** PROBLEM **
How many lines of these records hold the string "message"? Reply with the number alone.

··· MATERIAL FOR THE TASK

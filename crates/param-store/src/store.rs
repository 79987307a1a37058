//! Read-only parameter stores
//!
//! The resolution engine never parses or coerces configuration. It only asks
//! a [`ParameterStore`] two questions per name: what the effective value is
//! after default substitution, and whether the user literally supplied it.

use serde_json::{Map, Value};

use crate::{Error, Result, Schema};

/// Read-only view over parsed plugin configuration.
///
/// Implementations must answer consistently for the lifetime of a
/// resolution; the engine may query the same name several times.
pub trait ParameterStore {
    /// Value after default substitution, `None` when absent.
    fn effective_value(&self, name: &str) -> Option<&Value>;

    /// True only if the raw user input included `name`. Defaults never count.
    fn was_supplied(&self, name: &str) -> bool;

    /// Whether `name` is declared at all.
    fn exists(&self, name: &str) -> bool;

    /// Whether `name` is declared and flagged as deprecated.
    fn is_deprecated(&self, name: &str) -> bool;
}

/// In-memory store pairing a schema snapshot with raw user input.
///
/// An explicit `null` in the raw input counts as supplied, but its effective
/// value is absent and the schema default is not substituted.
#[derive(Debug, Clone)]
pub struct ParamSet {
    schema: Schema,
    raw: Map<String, Value>,
}

impl ParamSet {
    /// Pair `schema` with raw input, rejecting undeclared keys.
    pub fn new(schema: Schema, raw: Map<String, Value>) -> Result<Self> {
        if let Some(name) = raw.keys().find(|name| !schema.contains(name)) {
            return Err(Error::UnknownParameter { name: name.clone() });
        }
        tracing::debug!(supplied = raw.len(), "Built parameter set");
        Ok(Self { schema, raw })
    }

    /// A store where nothing was supplied and every value is a default.
    pub fn defaults(schema: Schema) -> Self {
        Self {
            schema,
            raw: Map::new(),
        }
    }

    /// Build from a JSON value that must be an object.
    pub fn from_value(schema: Schema, raw: Value) -> Result<Self> {
        match raw {
            Value::Object(map) => Self::new(schema, map),
            other => Err(Error::InvalidInput {
                found: json_type_name(&other).to_string(),
            }),
        }
    }

    /// Build from a JSON document holding the raw user input.
    pub fn from_json_str(schema: Schema, raw: &str) -> Result<Self> {
        let value: Value = serde_json::from_str(raw)?;
        Self::from_value(schema, value)
    }

    pub fn schema(&self) -> &Schema {
        &self.schema
    }

    /// Names the user supplied, sorted by name.
    pub fn supplied_names(&self) -> impl Iterator<Item = &str> {
        self.raw.keys().map(String::as_str)
    }
}

impl ParameterStore for ParamSet {
    fn effective_value(&self, name: &str) -> Option<&Value> {
        match self.raw.get(name) {
            Some(Value::Null) => None,
            Some(value) => Some(value),
            None => self.schema.default_value(name),
        }
    }

    fn was_supplied(&self, name: &str) -> bool {
        self.raw.contains_key(name)
    }

    fn exists(&self, name: &str) -> bool {
        self.schema.contains(name)
    }

    fn is_deprecated(&self, name: &str) -> bool {
        self.schema.is_deprecated(name)
    }
}

fn json_type_name(value: &Value) -> &'static str {
    match value {
        Value::Null => "null",
        Value::Bool(_) => "boolean",
        Value::Number(_) => "number",
        Value::String(_) => "string",
        Value::Array(_) => "array",
        Value::Object(_) => "object",
    }
}
//! Error types for param-store

/// Result type for param-store operations
pub type Result<T> = std::result::Result<T, Error>;

/// Errors that can occur while building schemas and stores
#[derive(Debug, thiserror::Error)]
pub enum Error {
    #[error("Parameter name must not be empty")]
    EmptyName,

    #[error("Parameter `{name}` is declared more than once")]
    DuplicateParameter { name: String },

    #[error("Unknown parameter `{name}` in raw input")]
    UnknownParameter { name: String },

    #[error("Raw input must be an object, found {found}")]
    InvalidInput { found: String },

    #[error("Failed to parse schema: {message}")]
    SchemaParse { message: String },

    #[error(transparent)]
    Json(#[from] serde_json::Error),
}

······

** SOLUTION FOR THIS PROBLEM **
2